Exercise inputs START

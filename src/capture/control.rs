// Copyright (c) 2026 Bountyy Oy. All rights reserved.
// This software is proprietary and confidential.

//! Control handle for an installed capture

use std::path::{Path, PathBuf};
use std::sync::Arc;

use chrono::Utc;
use serde::Serialize;
use serde_json::Value;

use super::config::{CaptureConfig, ConfigUpdate};
use super::context::CaptureContext;
use crate::error::{Error, Result};
use crate::network::{InstallOutcome, TransportHost};
use crate::users::UserRecord;

/// Snapshot returned by [`Capture::status`]
#[derive(Debug, Clone, Copy, PartialEq, Eq, Serialize)]
#[serde(rename_all = "camelCase")]
pub struct CaptureStatus {
    pub entries: usize,
    pub users: usize,
    /// Advisory size of the retained log
    pub approx_bytes: usize,
    pub user_capture_enabled: bool,
}

/// Destination for downloaded exports
pub trait FileSaver: Send + Sync {
    /// Persist `contents` under `filename`, returning where it went
    fn save(&self, filename: &str, contents: &str) -> Result<PathBuf>;
}

/// Writes downloads into a directory
#[derive(Debug, Clone)]
pub struct DirectorySaver {
    dir: PathBuf,
}

impl DirectorySaver {
    pub fn new(dir: impl Into<PathBuf>) -> Self {
        Self { dir: dir.into() }
    }

    pub fn dir(&self) -> &Path {
        &self.dir
    }
}

impl Default for DirectorySaver {
    fn default() -> Self {
        Self::new(".")
    }
}

impl FileSaver for DirectorySaver {
    fn save(&self, filename: &str, contents: &str) -> Result<PathBuf> {
        // Only the final component is used so a name cannot escape the directory.
        let name = Path::new(filename)
            .file_name()
            .ok_or_else(|| Error::invalid_argument(format!("invalid download name '{}'", filename)))?;

        std::fs::create_dir_all(&self.dir)?;
        let path = self.dir.join(name);
        std::fs::write(&path, contents)?;
        Ok(path)
    }
}

/// Handle to a capture installed on a [`TransportHost`]
#[derive(Clone)]
pub struct Capture {
    host: Arc<TransportHost>,
    context: CaptureContext,
    saver: Arc<dyn FileSaver>,
}

impl Capture {
    /// Install capture on both entry points of `host`.
    ///
    /// If the host already carries a capture, a warning is logged and the
    /// returned handle controls the existing installation; `config` is unused
    /// and not validated.
    pub fn install(host: Arc<TransportHost>, config: CaptureConfig) -> Result<Self> {
        if let Some(context) = host.installed_context() {
            tracing::warn!("capture already installed on this host, returning the live one");
            return Ok(Self {
                host,
                context,
                saver: Arc::new(DirectorySaver::default()),
            });
        }

        let context = CaptureContext::new(config)?;
        let context = match host.install(&context) {
            InstallOutcome::Installed(ctx) | InstallOutcome::AlreadyInstalled(ctx) => ctx,
        };

        Ok(Self {
            host,
            context,
            saver: Arc::new(DirectorySaver::default()),
        })
    }

    /// Use a different destination for downloads
    pub fn with_saver(mut self, saver: Arc<dyn FileSaver>) -> Self {
        self.saver = saver;
        self
    }

    /// Shared capture state
    pub fn context(&self) -> &CaptureContext {
        &self.context
    }

    /// Whether this handle's capture is live on the host
    pub fn is_active(&self) -> bool {
        self.host
            .installed_context()
            .map_or(false, |ctx| ctx.same_as(&self.context))
    }

    pub fn status(&self) -> CaptureStatus {
        CaptureStatus {
            entries: self.context.entry_count(),
            users: self.context.user_count(),
            approx_bytes: self.context.approx_bytes(),
            user_capture_enabled: self.context.config().user_capture_enabled,
        }
    }

    /// Snapshot of the configuration
    pub fn get_config(&self) -> CaptureConfig {
        self.context.config()
    }

    /// Apply a partial configuration change.
    ///
    /// A lower `max_log_size` trims immediately. Turning user capture on
    /// reprocesses the retained log the same way [`Capture::enable_user_capture`] does.
    pub fn set_config(&self, update: ConfigUpdate) {
        let switched_on = self.context.update_config(|config| {
            let was_enabled = config.user_capture_enabled;
            config.apply(&update);
            config.user_capture_enabled && !was_enabled
        });

        if switched_on {
            self.context.reprocess();
        }
    }

    /// Apply a configuration change given as a JSON object
    pub fn set_config_json(&self, value: &Value) -> Result<()> {
        self.set_config(ConfigUpdate::from_json(value)?);
        Ok(())
    }

    /// Replace the URL include filter from a JSON array of regex strings
    pub fn set_filter(&self, value: &Value) -> Result<()> {
        let items = value
            .as_array()
            .ok_or_else(|| Error::invalid_argument("filter must be an array of strings"))?;
        let patterns = items
            .iter()
            .map(|item| {
                item.as_str()
                    .ok_or_else(|| Error::invalid_argument(format!("filter item {} is not a string", item)))
            })
            .collect::<Result<Vec<_>>>()?;

        self.set_filter_patterns(patterns)
    }

    /// Replace the URL include filter; an empty list removes it
    pub fn set_filter_patterns<S: AsRef<str>>(&self, patterns: impl IntoIterator<Item = S>) -> Result<()> {
        self.context.set_filters(patterns)
    }

    pub fn clear(&self) {
        self.context.clear_log();
        tracing::info!("capture log cleared");
    }

    pub fn clear_users(&self) {
        self.context.clear_users();
        tracing::info!("user registry cleared");
    }

    /// Retained entries as NDJSON, oldest first
    pub fn export_ndjson(&self) -> Result<String> {
        self.context.export_log()
    }

    /// Registry records as NDJSON, in insertion order
    pub fn export_users_ndjson(&self) -> Result<String> {
        self.context.export_users()
    }

    pub fn users(&self) -> Vec<UserRecord> {
        self.context.users()
    }

    /// Save the log export; defaults to `slack_capture_<timestamp>.ndjson`
    pub fn download(&self, filename: Option<&str>) -> Result<PathBuf> {
        let name = filename.map_or_else(|| default_name("slack_capture"), str::to_string);
        let path = self.saver.save(&name, &self.export_ndjson()?)?;
        tracing::info!(path = %path.display(), entries = self.context.entry_count(), "capture log exported");
        Ok(path)
    }

    /// Save the users export; defaults to `slack_users_<timestamp>.ndjson`
    pub fn download_users(&self, filename: Option<&str>) -> Result<PathBuf> {
        let name = filename.map_or_else(|| default_name("slack_users"), str::to_string);
        let path = self.saver.save(&name, &self.export_users_ndjson()?)?;
        tracing::info!(path = %path.display(), users = self.context.user_count(), "users exported");
        Ok(path)
    }

    /// Start feeding the registry and reprocess every retained entry.
    /// Returns the number of candidates merged from the backlog.
    pub fn enable_user_capture(&self) -> usize {
        self.context.update_config(|config| config.user_capture_enabled = true);
        let merged = self.context.reprocess();
        tracing::info!(merged, users = self.context.user_count(), "user capture enabled");
        merged
    }

    /// Stop feeding the registry; collected records are kept
    pub fn disable_user_capture(&self) {
        self.context.update_config(|config| config.user_capture_enabled = false);
        tracing::info!("user capture disabled");
    }

    /// Uninstall both wrappers. Returns false if this capture was not live.
    pub fn stop(&self) -> bool {
        if !self.is_active() {
            return false;
        }
        self.host.uninstall()
    }
}

impl std::fmt::Debug for Capture {
    fn fmt(&self, f: &mut std::fmt::Formatter<'_>) -> std::fmt::Result {
        f.debug_struct("Capture")
            .field("context", &self.context)
            .field("active", &self.is_active())
            .finish()
    }
}

fn default_name(prefix: &str) -> String {
    format!("{}_{}.ndjson", prefix, Utc::now().format("%Y-%m-%dT%H-%M-%S-%3fZ"))
}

Exercise inputs END

**Your objective**
For the entries above, transcribe precisely the lines from the one with "self.host.uninstall()" through the end, including both.

**Exercise response**
        self.host.uninstall()
    }
}

impl std::fmt::Debug for Capture {
    fn fmt(&self, f: &mut std::fmt::Formatter<'_>) -> std::fmt::Result {
        f.debug_struct("Capture")
            .field("context", &self.context)
            .field("active", &self.is_active())
            .finish()
    }
}

fn default_name(prefix: &str) -> String {
    format!("{}_{}.ndjson", prefix, Utc::now().format("%Y-%m-%dT%H-%M-%S-%3fZ"))
}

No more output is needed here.